Still, could it be true? Could our sweet princess be—gulp—illegitimate?

—The Regal Record, 16 September 2024

I keep to myself for the next two days, refusing to leave our bedroom, let alone the apartment.

Kit chases everyone away—including my parents, who visit every few hours in an attempt to convince me to talk to them.

Tibby is banished to the sitting room, where she mostly works on our upcoming appearance schedule and digitally organizes my wardrobe, according to Kit.

And I huddle under a quilt in bed with Poppy, my eyes locked on my laptop as I read every single article I can find about Maisie’s life.

I read every birth announcement, every milestone, every birthday post, every article about her achievements—her first days of homeschooling, her awards for horse-related things I don’t understand, her first public appearances, Christmas cards, every time she’s ever been present on the balcony for Trooping the Colour and other important events.

Each time she’s been a tiny bridesmaid at a wedding for one of her million godparents.

Snapshots shared from Balmoral and Sandringham and other family holidays.

Paparazzi photos of her when she’s older, the walk to church Christmas morning, boating adventures that seem to universally make her look like a windswept model.

I dig so deeply through multiple search engines that eventually I only find duplicates, and then I start using keywords on different social media sites to see if I can find more.

I read about every moment of my sister’s life that only happened because Alexander chose her instead.

Every glimpse of the comfort and emotional safety she had that I didn’t.

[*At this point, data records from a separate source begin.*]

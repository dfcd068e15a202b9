//! Rate limiting and cancellable timers.

use std::cell::RefCell;
use std::collections::HashMap;
use std::rc::Rc;

use gloo_timers::callback::Timeout;

/// Wall clock in milliseconds.
pub fn now_ms() -> f64 {
    chrono::Utc::now().timestamp_millis() as f64
}

#[derive(Debug, Clone, Copy, PartialEq, Eq)]
pub enum Admission {
    RunNow,
    Defer,
}

/// Decides whether a throttled call may run immediately.
#[derive(Debug, Clone)]
pub struct ThrottleGate {
    delay_ms: f64,
    last_run: Option<f64>,
}

impl ThrottleGate {
    pub fn new(delay_ms: u32) -> Self {
        Self {
            delay_ms: f64::from(delay_ms),
            last_run: None,
        }
    }

    pub fn admit(&mut self, now: f64) -> Admission {
        match self.last_run {
            Some(last) if now - last <= self.delay_ms => Admission::Defer,
            _ => {
                self.last_run = Some(now);
                Admission::RunNow
            }
        }
    }

    /// Called when a deferred call finally runs.
    pub fn record(&mut self, now: f64) {
        self.last_run = Some(now);
    }
}

/// Runs `f` at most once per delay window. Calls inside the window collapse
/// into one trailing call fired `delay` after the most recent of them.
pub struct Throttle {
    delay_ms: u32,
    gate: Rc<RefCell<ThrottleGate>>,
    trailing: RefCell<Option<Timeout>>,
    f: Rc<dyn Fn()>,
}

impl Throttle {
    pub fn new<F: Fn() + 'static>(delay_ms: u32, f: F) -> Self {
        Self {
            delay_ms,
            gate: Rc::new(RefCell::new(ThrottleGate::new(delay_ms))),
            trailing: RefCell::new(None),
            f: Rc::new(f),
        }
    }

    pub fn call(&self) {
        let admission = self.gate.borrow_mut().admit(now_ms());
        match admission {
            Admission::RunNow => (self.f)(),
            Admission::Defer => {
                let gate = self.gate.clone();
                let f = self.f.clone();
                // Replacing the handle cancels the previous trailing call.
                *self.trailing.borrow_mut() = Some(Timeout::new(self.delay_ms, move || {
                    f();
                    gate.borrow_mut().record(now_ms());
                }));
            }
        }
    }
}

/// Runs `f` once calls have stopped for `delay` milliseconds.
pub struct Debounce {
    delay_ms: u32,
    pending: RefCell<Option<Timeout>>,
    f: Rc<dyn Fn()>,
}

impl Debounce {
    pub fn new<F: Fn() + 'static>(delay_ms: u32, f: F) -> Self {
        Self {
            delay_ms,
            pending: RefCell::new(None),
            f: Rc::new(f),
        }
    }

    pub fn call(&self) {
        let f = self.f.clone();
        *self.pending.borrow_mut() = Some(Timeout::new(self.delay_ms, move || f()));
    }
}

#[derive(Default)]
struct TimerTable {
    next_id: u64,
    pending: HashMap<u64, Timeout>,
    fired: Vec<u64>,
}

impl TimerTable {
    fn prune(&mut self) {
        for id in self.fired.drain(..) {
            self.pending.remove(&id);
        }
    }
}

/// Shared set of one-shot timers. Clearing or dropping the last handle
/// cancels whatever has not fired yet.
#[derive(Clone, Default)]
pub struct Timers {
    table: Rc<RefCell<TimerTable>>,
}

impl Timers {
    pub fn new() -> Self {
        Self::default()
    }

    pub fn schedule<F: FnOnce() + 'static>(&self, millis: u32, f: F) {
        let mut table = self.table.borrow_mut();
        table.prune();
        table.next_id += 1;
        let id = table.next_id;

        let weak = Rc::downgrade(&self.table);
        let timeout = Timeout::new(millis, move || {
            f();
            // Finished handles are dropped on the next schedule, never inside their own callback.
            if let Some(table) = weak.upgrade() {
                table.borrow_mut().fired.push(id);
            }
        });
        table.pending.insert(id, timeout);
    }

    pub fn clear(&self) {
        let mut table = self.table.borrow_mut();
        table.pending.clear();
        table.fired.clear();
    }
}

#[cfg(test)]
mod tests {
    use super::*;

    #[test]
    fn first_call_always_runs() {
        let mut gate = ThrottleGate::new(100);
        assert_eq!(gate.admit(5.0), Admission::RunNow);
    }

    #[test]
    fn calls_inside_window_are_deferred() {
        let mut gate = ThrottleGate::new(100);
        assert_eq!(gate.admit(1_000.0), Admission::RunNow);
        assert_eq!(gate.admit(1_050.0), Admission::Defer);
        assert_eq!(gate.admit(1_100.0), Admission::Defer);
        assert_eq!(gate.admit(1_101.0), Admission::RunNow);
    }

    #[test]
    fn trailing_run_restarts_window() {
        let mut gate = ThrottleGate::new(100);
        gate.admit(0.0);
        assert_eq!(gate.admit(50.0), Admission::Defer);
        gate.record(150.0);
        assert_eq!(gate.admit(200.0), Admission::Defer);
        assert_eq!(gate.admit(251.0), Admission::RunNow);
    }
}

It isn’t just jealousy that eats away at me—it’s longing and self-pity and a deep, primal need to be loved that has never fully been sated.

But I don’t hate her for it. I don’t even stop thinking of her as my sister, because she is. The choices our parents made aren’t her fault, and I can’t bring myself to hold them against her, even though I know she’s held plenty of things against me.

“I don’t know how to go out there and face them,” I admit to Kit two days after the family meeting that sent shock waves through both our lives. “How am I supposed to ever believe a word Alexander says now? How am I supposed to even look him in the eye?”

We’re sitting up in bed with our empty breakfast trays at our feet, a paperback in his hands while I’m a hundred posts into a blog devoted exclusively to Maisie’s fashion choices over the years.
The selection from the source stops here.